What is being asked
Determine how many lines in the listing hold "server" and give only that number.

Recorded information
use clap::{Args, Parser, Subcommand, ValueEnum};
use clap_complete::Shell;
use converge::DesiredState;
use pgsession::SslMode;
use std::path::PathBuf;

use crate::config::ConnectionConfig;

#[derive(Parser)]
#[command(name = "dbconverge")]
#[command(author = "Alberto Cavalcante")]
#[command(version)]
#[command(about = "Ensure a PostgreSQL or Redshift database is present or absent", long_about = None)]
#[command(propagate_version = true)]
pub struct Cli {
    /// Verbosity level
    #[arg(short, long, action = clap::ArgAction::Count, global = true)]
    pub verbose: u8,

    /// Suppress non-essential output
    #[arg(short, long, global = true)]
    pub quiet: bool,

    /// Config file (default: ~/.config/dbconverge/config.toml)
    #[arg(long, global = true, value_name = "PATH")]
    pub config: Option<PathBuf>,

    #[command(subcommand)]
    pub command: Command,
}

#[derive(Subcommand)]
pub enum Command {
    /// Create or drop a database so it matches the desired state
    Apply(ApplyArgs),

    /// Show whether a database exists
    Status(StatusArgs),

    /// Generate shell completions
    Completions {
        /// Shell to generate completions for
        #[arg(value_enum)]
        shell: Shell,
    },
}

impl Command {
    /// Whether results (and failures) should be printed as JSON
    pub fn json(&self) -> bool {
        match self {
            Command::Apply(args) => args.json,
            Command::Status(args) => args.json,
            Command::Completions { .. } => false,
        }
    }
}

// ============================================================================
// Apply / Status
// ============================================================================

#[derive(Args)]
pub struct ApplyArgs {
    /// Name of the database to add or remove
    #[arg(value_name = "NAME")]
    pub name: String,

    /// Desired state of the database
    #[arg(short, long, value_enum, default_value_t = StateArg::Present)]
    pub state: StateArg,

    /// Report what would change without changing anything
    #[arg(long, visible_alias = "dry-run")]
    pub check: bool,

    /// Print the outcome as JSON
    #[arg(long)]
    pub json: bool,

    #[command(flatten)]
    pub connection: ConnectionArgs,
}

#[derive(Args)]
pub struct StatusArgs {
    /// Name of the database to look up
    #[arg(value_name = "NAME")]
    pub name: String,

    /// Print the result as JSON
    #[arg(long)]
    pub json: bool,

    #[command(flatten)]
    pub connection: ConnectionArgs,
}

#[derive(Clone, Copy, Debug, PartialEq, Eq, ValueEnum)]
pub enum StateArg {
    Present,
    Absent,
}

impl From<StateArg> for DesiredState {
    fn from(arg: StateArg) -> Self {
        match arg {
            StateArg::Present => DesiredState::Present,
            StateArg::Absent => DesiredState::Absent,
        }
    }
}

// ============================================================================
// Connection
// ============================================================================

#[derive(Args, Debug, Default)]
pub struct ConnectionArgs {
    /// Database to connect to for issuing CREATE/DROP [default: postgres]
    #[arg(long, value_name = "NAME", help_heading = "Connection")]
    pub maintenance_db: Option<String>,

    /// Host to connect to
    #[arg(long, env = "PGHOST", value_name = "HOST", help_heading = "Connection")]
    pub login_host: Option<String>,

    /// Directory holding the server's unix socket
    #[arg(long, value_name = "DIR", help_heading = "Connection")]
    pub login_unix_socket: Option<String>,

    /// Port to connect to [default: 5432]
    #[arg(long, env = "PGPORT", help_heading = "Connection")]
    pub port: Option<u16>,

    /// User to log in as [default: postgres]
    #[arg(long, env = "PGUSER", value_name = "USER", help_heading = "Connection")]
    pub login_user: Option<String>,

    /// Password to log in with
    #[arg(
        long,
        env = "PGPASSWORD",
        hide_env_values = true,
        value_name = "PASSWORD",
        help_heading = "Connection"
    )]
    pub login_password: Option<String>,

    /// TLS mode [default: prefer]
    #[arg(long, env = "PGSSLMODE", value_enum, help_heading = "Connection")]
    pub ssl_mode: Option<SslModeArg>,

    /// CA certificate used to verify the server
    #[arg(long, env = "PGSSLROOTCERT", value_name = "PATH", help_heading = "Connection")]
    pub ssl_rootcert: Option<String>,
}

impl ConnectionArgs {
    /// Flag/environment layer of the connection settings
    pub fn to_config(&self) -> ConnectionConfig {
        ConnectionConfig {
            maintenance_db: self.maintenance_db.clone(),
            login_host: self.login_host.clone(),
            login_unix_socket: self.login_unix_socket.clone(),
            port: self.port,
            login_user: self.login_user.clone(),
            login_password: self.login_password.clone(),
            ssl_mode: self.ssl_mode.map(Into::into),
            ssl_rootcert: self.ssl_rootcert.clone(),
        }
    }
}

#[derive(Clone, Copy, Debug, PartialEq, Eq, ValueEnum)]
pub enum SslModeArg {
    Disable,
    Allow,
    Prefer,
    Require,
    VerifyCa,
    VerifyFull,
}

impl From<SslModeArg> for SslMode {
    fn from(arg: SslModeArg) -> Self {
        match arg {
            SslModeArg::Disable => SslMode::Disable,
            SslModeArg::Allow => SslMode::Allow,
            SslModeArg::Prefer => SslMode::Prefer,
            SslModeArg::Require => SslMode::Require,
            SslModeArg::VerifyCa => SslMode::VerifyCa,
            SslModeArg::VerifyFull => SslMode::VerifyFull,
        }
    }
}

Output for this exercise
2